Over the course of my life in the Unix/Unix-like world it's every so often occurred to me that there's just gotta be a better directory layout for the beast. 2 things about that: 1) it's messy with items belonging to the same program spread all over the place and mixed in with other applications making it hard to keep track of; and 2) the places programs want to install to are root-owned so adding new programs on my own as a non-root become more work, if not downright frustrating, to put it somewhere else.

WHY!!! is it standard operating procedure in the Linux community to assume that everyone has root?

Anyhow, one of the frustrating things is wanting to try out new packages and having to jump through hoops to get it to work in place without installing files into X different directories. I'd envisioned many times a system where applications were self contained in their own sub-directory tree that can be easily maintained and deleted if desired. There would of course be a convention for searching and sharing dependent libraries and items. I guess this is how it's done in the new OS-X world, good for them.

I recently read about a Linux distro that does exactly that: GoboLinux. It's nearly exactly what I was thinking of and I strongly suspect that it has occurred to the minds of a LOT of Unix/Linux users.

Reading the forums and talkbacks and comments though, it seems like there are a lot of people that are against the idea of re-organizing the Unix layout of /bin /sbin /usr/bin /usr/sbin /usr/lib /opt /etc etc. etc. They seem to fall into 3 camps:

  1. Too Windows like... dumbing it down for the n00bs... things of that nature
  2. There are good reasons for the layout, aint-broke-don't-fix
  3. Too set in our ways
Number 1 I dismiss outright... partly because I don't find it really true (being more Windows like) and partly because I think they just like being "in the know" of some esoteric stuff and want a barrier to entry.

Number 2 probably has some valid points but I don't fully buy it. They seem to think Unix was designed to be sensible. There were indeed decisions for the layout but by and large I'm convinced that it grew organically from a day when there were far far fewer applications and when memory and space and speed were at a premium. IMHO, there was really no long-term plan for this organization and this directory structure just doesn't scale well to the number of users and applications now. It's created a mess and all the work on packaging and dependency tracking were grafted on and only serve to obfuscate the basic underlying cause being this antiquated file tree.
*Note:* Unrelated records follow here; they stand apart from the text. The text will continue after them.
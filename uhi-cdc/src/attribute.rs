use log::warn;
use serde::{Deserialize, Serialize};

/// Describes one displayable indicator attribute.
#[derive(Debug, PartialEq, Clone, Serialize, Deserialize)]
pub struct AttributeDescriptor {
    /// Attribute code, matching a column header in the indicator CSV.
    pub code: String,
    /// Short display label for selectors and chart titles.
    pub label: String,
    /// Long-form description shown verbatim when the attribute is expressed.
    pub description: String,
}

impl AttributeDescriptor {
    pub fn new(code: &str, label: &str, description: &str) -> Self {
        AttributeDescriptor {
            code: code.to_string(),
            label: label.to_string(),
            description: description.to_string(),
        }
    }
}

/// Registry of the attribute codes known to the application.
///
/// The set is fixed at startup; every code expressed by the views must
/// exist here. Iteration order is construction order, and the first
/// attribute is the default expressed attribute.
#[derive(Debug, Clone, PartialEq)]
pub struct AttributeCatalog {
    attributes: Vec<AttributeDescriptor>,
}

impl AttributeCatalog {
    /// Build a catalog from descriptors, keeping first occurrence of each code.
    pub fn new(attributes: Vec<AttributeDescriptor>) -> Self {
        let mut seen: Vec<String> = Vec::new();
        let mut kept = Vec::with_capacity(attributes.len());
        for descriptor in attributes {
            if seen.iter().any(|code| code == &descriptor.code) {
                warn!("duplicate attribute code {} dropped", descriptor.code);
                continue;
            }
            seen.push(descriptor.code.clone());
            kept.push(descriptor);
        }
        AttributeCatalog { attributes: kept }
    }

    /// The built-in CDC alcohol indicator set.
    ///
    /// Codes match the column headers of `indicator::CSV_OBJECT`.
    pub fn cdc_alcohol() -> Self {
        AttributeCatalog::new(vec![
            AttributeDescriptor::new(
                "binge_pct",
                "Binge drinking (%)",
                "Percentage of adults reporting at least one episode of binge \
                 drinking in the past 30 days (BRFSS survey estimate).",
            ),
            AttributeDescriptor::new(
                "heavy_pct",
                "Heavy drinking (%)",
                "Percentage of adults classified as heavy drinkers: more than \
                 two drinks per day for men or one for women.",
            ),
            AttributeDescriptor::new(
                "per_capita_gal",
                "Per-capita consumption (gal)",
                "Gallons of ethanol consumed per person aged 14 and over, \
                 derived from state beverage sales data.",
            ),
            AttributeDescriptor::new(
                "deaths_per_100k",
                "Alcohol-induced deaths (per 100k)",
                "Age-adjusted alcohol-induced death rate per 100,000 \
                 population, from CDC WONDER mortality data.",
            ),
            AttributeDescriptor::new(
                "dui_per_100k",
                "DUI arrests (per 100k)",
                "Arrests for driving under the influence per 100,000 \
                 population, from FBI UCR arrest counts.",
            ),
        ])
    }

    pub fn contains(&self, code: &str) -> bool {
        self.attributes.iter().any(|a| a.code == code)
    }

    pub fn get(&self, code: &str) -> Option<&AttributeDescriptor> {
        self.attributes.iter().find(|a| a.code == code)
    }

    /// The default expressed attribute: the first code in the catalog.
    pub fn default_code(&self) -> &str {
        &self
            .attributes
            .first()
            .expect("attribute catalog is empty")
            .code
    }

    pub fn codes(&self) -> impl Iterator<Item = &str> {
        self.attributes.iter().map(|a| a.code.as_str())
    }

    pub fn descriptors(&self) -> &[AttributeDescriptor] {
        &self.attributes
    }

    pub fn len(&self) -> usize {
        self.attributes.len()
    }

    pub fn is_empty(&self) -> bool {
        self.attributes.is_empty()
    }
}

#[cfg(test)]
mod tests {
    use super::*;

    #[test]
    fn test_cdc_alcohol_catalog() {
        let catalog = AttributeCatalog::cdc_alcohol();
        assert_eq!(catalog.len(), 5);
        assert_eq!(catalog.default_code(), "binge_pct");
        assert!(catalog.contains("deaths_per_100k"));
        assert!(!catalog.contains("bogus"));
    }

    #[test]
    fn test_get_descriptor() {
        let catalog = AttributeCatalog::cdc_alcohol();
        let descriptor = catalog.get("heavy_pct").unwrap();
        assert_eq!(descriptor.label, "Heavy drinking (%)");
        assert!(catalog.get("nope").is_none());
    }

    #[test]
    fn test_duplicate_codes_keep_first() {
        let catalog = AttributeCatalog::new(vec![
            AttributeDescriptor::new("a", "First", ""),
            AttributeDescriptor::new("a", "Second", ""),
            AttributeDescriptor::new("b", "Other", ""),
        ]);
        assert_eq!(catalog.len(), 2);
        assert_eq!(catalog.get("a").unwrap().label, "First");
    }
}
Number 3 is probably why we're forever going to be stuck with complicated system management.

Thing of it is, there are already good examples to refute the reasons not to have an alternate organization scheme for applications and files. OS-X is one example it's a BSD based system. But there are other sub-examples in the typical Linux world. Rubygems comes to mind immediately. It's relatively simple (only 1 command organizes the whole thing), gracefully handles multiple versions of the same package, and casual inspection of the tree proves it to be fairly logical.

I may try out GoboLinux at some point, they even have a Live CD which I find impressive. They made a couple of design decisions that I find practical and interesting and possibly even better than what I was originally imagining. The linking of pertinent files to the old tree structure is sensible. I had imagined turning the includes, paths, and library finding features into more of a device such that any attempted access to /usr/local/lib/xxx.so would be handled by the system as a redirect, like the way web pages are. It was just a thought experiment. Links (and the possibly clever use of hiding) seems more practical. I just fear that dependence on the old tree structure will remain if one always assumes it's there.

But again there's the inertia problem. Not enough people would conform to the new layout. The spark of hope is that if developers would make their program installs well enough to easily allow installation to non-standard places, then this may become less and less of an issue. I'd certainly welcome a system where the organization is implicit and not reliant on a myriad of package handlers where there are as many as there are distributions.